Gazeta de Portugal

Imprensa manifesta preocupação com buscas contra ex-secretário

Entidades de comunicação expressam contrariedade

As principais associações que representam a imprensa no Brasil divulgaram comunicado conjunto nesta terça-feira (11) manifestando inquietação com as buscas contra ex-secretário maranhense. A Associação Brasileira de Emissoras de Rádio e Televisão (ABERT), a Associação Nacional de Jornais (ANJ) e a Associação Nacional de Editores de Revistas (ANER) alertam para riscos constitucionais nas operações realizadas contra Raimundo Cutrim, ex-secretário de Assuntos Legislativos do Estado do Maranhão.

O ex-secretário é identificado como fonte de informações do jornalista Luís Pablo, responsável pela publicação de dados sobre supostas irregularidades envolvendo veículos oficiais do Tribunal de Justiça estadual. As entidades ressaltam que as buscas contra ex-secretário violam princípios fundamentais de proteção ao jornalismo e ao exercício profissional da imprensa.

Contexto da operação e investigação

A operação contra o ex-secretário foi solicitada pela Polícia Federal e aprovada pelo ministro Alexandre de Moraes, do Supremo Tribunal Federal (STF), com consentimento da Procuradoria-Geral da República (PGR). Segundo as autoridades, Cutrim utilizou sua posição funcional para compilar informações e imagens de veículos que posteriormente foram divulgadas pela imprensa.

Os investigadores informaram que os dados foram obtidos mediante acesso a sistemas de controle restrito. Além disso, localizaram correspondência entre Luís Pablo e Diogo Lima, ex-secretário municipal de Urbanismo e Habitação de São Luís, além de uma transação bancária de R$ 100 mil ao jornalista.
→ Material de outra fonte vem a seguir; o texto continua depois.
//! HTTP service: `POST /api/convertDocx` and `GET /health`.
//!
//! The handler never lets a failure escape as a bare status or empty body:
//! every outcome is a JSON object with a `success` flag. Errors are logged
//! at the boundary and rendered through `IntoResponse for Docx2MdError`.
//!
//! CORS is fully permissive (`Access-Control-Allow-Origin: *`) because the
//! endpoint is called directly from browser-based editors.

use crate::config::{ConversionConfig, ServiceConfig};
use crate::convert::convert_base64;
use crate::error::Docx2MdError;
use crate::output::ConversionOutput;
use crate::pipeline::docx::DocumentConverter;
use axum::{
    body::Bytes,
    extract::{rejection::BytesRejection, DefaultBodyLimit, State},
    http::StatusCode,
    response::{IntoResponse, Response},
    routing::{get, post},
    Json, Router,
};
use serde::{Deserialize, Serialize};
use std::sync::Arc;
use tokio::net::TcpListener;
use tower_http::cors::CorsLayer;
use tower_http::trace::TraceLayer;
use tracing::{error, info, warn};

/// Route of the conversion endpoint.
pub const CONVERT_ROUTE: &str = "/api/convertDocx";

/// Route of the health endpoint.
pub const HEALTH_ROUTE: &str = "/health";

/// State shared by all handlers. Cheap to clone.
#[derive(Clone)]
pub struct AppState {
    converter: Arc<dyn DocumentConverter>,
    conversion: Arc<ConversionConfig>,
    /// Outcome of the one-time [`ServiceConfig::validate`] call.
    readiness: Result<(), Docx2MdError>,
    max_body_bytes: usize,
}

impl AppState {
    /// Validate `config` once and capture everything handlers need.
    ///
    /// An invalid configuration does not prevent construction; conversion
    /// requests are answered with the configuration error instead.
    pub fn new(config: &ServiceConfig, converter: Arc<dyn DocumentConverter>) -> Self {
        let readiness = config.validate();
        match &readiness {
            Ok(()) => info!("Service configuration valid: {:?}", config),
            Err(e) => error!("Service configuration invalid, conversions will fail: {}", e),
        }
        Self {
            converter,
            conversion: Arc::new(config.conversion.clone()),
            readiness,
            max_body_bytes: config.max_body_bytes,
        }
    }

    /// `true` when the configuration passed validation.
    pub fn is_ready(&self) -> bool {
        self.readiness.is_ok()
    }
}

// ── Wire types ───────────────────────────────────────────────────────────

/// Request body of `POST /api/convertDocx`.
#[derive(Debug, Deserialize)]
struct ConvertRequest {
    docx: Option<String>,
}

/// Success envelope.
#[derive(Debug, Clone, PartialEq, Eq, Serialize, Deserialize)]
#[serde(rename_all = "camelCase")]
pub struct ConvertResponse {
    pub success: bool,
    pub markdown: String,
    pub title: String,
    pub image_count: usize,
}

impl From<ConversionOutput> for ConvertResponse {
    fn from(out: ConversionOutput) -> Self {
        Self {
            success: true,
            markdown: out.markdown,
            title: out.title,
            image_count: out.image_count,
        }
    }
}

/// Failure envelope.
#[derive(Debug, Clone, PartialEq, Eq, Serialize, Deserialize)]
pub struct ErrorResponse {
    pub success: bool,
    pub error: String,
}

#[derive(Debug, Serialize)]
struct HealthResponse {
    status: &'static str,
    version: &'static str,
    #[serde(skip_serializing_if = "Option::is_none")]
    error: Option<String>,
}

impl IntoResponse for Docx2MdError {
    fn into_response(self) -> Response {
        let body = ErrorResponse {
            success: false,
            error: self.to_string(),
        };
        (self.status_code(), Json(body)).into_response()
    }
}

// ── Router ───────────────────────────────────────────────────────────────

/// Build the service router with all endpoints and middleware.
pub fn build_router(state: AppState) -> Router {
    let body_limit = state.max_body_bytes;
    Router::new()
        .route(CONVERT_ROUTE, post(convert_docx))
        .route(HEALTH_ROUTE, get(health))
        .layer(DefaultBodyLimit::max(body_limit))
        .layer(TraceLayer::new_for_http())
        .layer(CorsLayer::permissive())
        .with_state(state)
}

/// Serve on an already-bound listener until the process is interrupted.
pub async fn serve(listener: TcpListener, state: AppState) -> std::io::Result<()> {
    let addr = listener.local_addr()?;
    info!("docx2md listening on http://{}{}", addr, CONVERT_ROUTE);
    axum::serve(listener, build_router(state))
        .with_graceful_shutdown(shutdown_signal())
        .await
}

/// Bind `config.bind_addr` and serve.
pub async fn start_server(
    config: ServiceConfig,
    converter: Arc<dyn DocumentConverter>,
) -> std::io::Result<()> {
    let state = AppState::new(&config, converter);
    let listener = TcpListener::bind(config.bind_addr).await?;
    serve(listener, state).await
}

async fn shutdown_signal() {
    if let Err(e) = tokio::signal::ctrl_c().await {
        warn!("Failed to listen for shutdown signal: {}", e);
        std::future::pending::<()>().await;
    }
    info!("Shutdown signal received");
}

// ── Handlers ─────────────────────────────────────────────────────────────

/// Handler for `POST /api/convertDocx`.
pub async fn convert_docx(
    State(state): State<AppState>,
    body: Result<Bytes, BytesRejection>,
) -> Response {
    match handle_convert(&state, body).await {
        Ok(output) => (StatusCode::OK, Json(ConvertResponse::from(output))).into_response(),
        Err(e) => {
            if e.status_code().is_client_error() {
                warn!(kind = e.kind(), "Rejected conversion request: {}", e);
            } else {
                error!(kind = e.kind(), detail = ?e, "Conversion error: {}", e);
            }
            e.into_response()
        }
    }
}

async fn handle_convert(
    state: &AppState,
    body: Result<Bytes, BytesRejection>,
) -> Result<ConversionOutput, Docx2MdError> {
    state.readiness.clone()?;

    let body = body.map_err(|rejection| {
        Docx2MdError::InvalidInput(format!(
            "Could not read request body: {}",
            rejection.body_text()
        ))
    })?;
    let payload = parse_request(&body)?;
    info!("DOCX conversion request received: {} base64 chars", payload.len());

    convert_base64(&payload, Arc::clone(&state.converter), &state.conversion).await
}

/// Pull the `docx` field out of the JSON body.
fn parse_request(body: &[u8]) -> Result<String, Docx2MdError> {
    if body.iter().all(u8::is_ascii_whitespace) {
        return Err(Docx2MdError::missing_document());
    }

    let request: Option<ConvertRequest> = serde_json::from_slice(body)
        .map_err(|e| Docx2MdError::InvalidInput(format!("Invalid JSON body: {e}")))?;

    match request.and_then(|r| r.docx) {
        Some(docx) if !docx.trim().is_empty() => Ok(docx),
        _ => Err(Docx2MdError::missing_document()),
    }
}

/// Handler for `GET /health`.
async fn health(State(state): State<AppState>) -> Response {
    let version = env!("CARGO_PKG_VERSION");
    match &state.readiness {
        Ok(()) => Json(HealthResponse {
            status: "ok",
            version,
            error: None,
        })
        .into_response(),
        Err(e) => (
            StatusCode::SERVICE_UNAVAILABLE,
            Json(HealthResponse {
                status: "misconfigured",
                version,
                error: Some(e.to_string()),
            }),
        )
            .into_response(),
    }
}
Etapas anteriores da investigação

Em março deste ano, o próprio jornalista havia sido alvo de busca e apreensão pela Polícia Federal. Na ocasião, agentes apreenderam seu dispositivo móvel e computador pessoal, ações que segundo as autoridades geraram evidências contra Cutrim e um profissional do direito ligado ao comunicador.

Apreensão de equipamentos

A confiscação do material tecnológico do jornalista forneceu subsídios para ampliar a investigação, incluindo evidências que fundamentaram posteriormente as buscas contra o ex-secretário maranhense.

Posicionamento das entidades

As associações profissionais condenam procedimentos que comprometem o sigilo jornalístico. Conforme expressa a nota oficial, "Ações judiciais que quebram o sigilo da fonte não têm amparo constitucional e abrem precedentes que ameaçam a liberdade de imprensa, amparada pela Constituição de 1988". As entidades fundamentam sua crítica no artigo 5º, inciso XIV, da Constituição Federal, que garante explicitamente a proteção do sigilo da fonte quando necessário para o exercício profissional jornalístico.

Os organismos representativos da imprensa reforçam que eventuais questionamentos sobre publicações deveriam ser solucionados por mecanismos previstos na legislação, como o direito de resposta e ações indenizatórias, não mediante operações que violem a confidencialidade profissional.

Implicações para o Estado Democrático

A manifestação conclui enfatizando que a violação do sigilo profissional e das fontes jornalísticas representa intimidação incompatível com os princípios do Estado Democrático de Direito. De acordo com as associações, procedimentos dessa natureza prejudicam o exercício livre do jornalismo e estabelecem precedentes perigosos para a atuação da imprensa independente no país.

As entidades sustentam que medidas que ameaçam a confidencialidade das fontes criam obstáculos ao trabalho investigativo legítimo, desestimulando fontes de informação de públicos interesse de colaborarem com profissionais da imprensa, o que compromete a capacidade de apuração e divulgação de assuntos relevantes para a sociedade.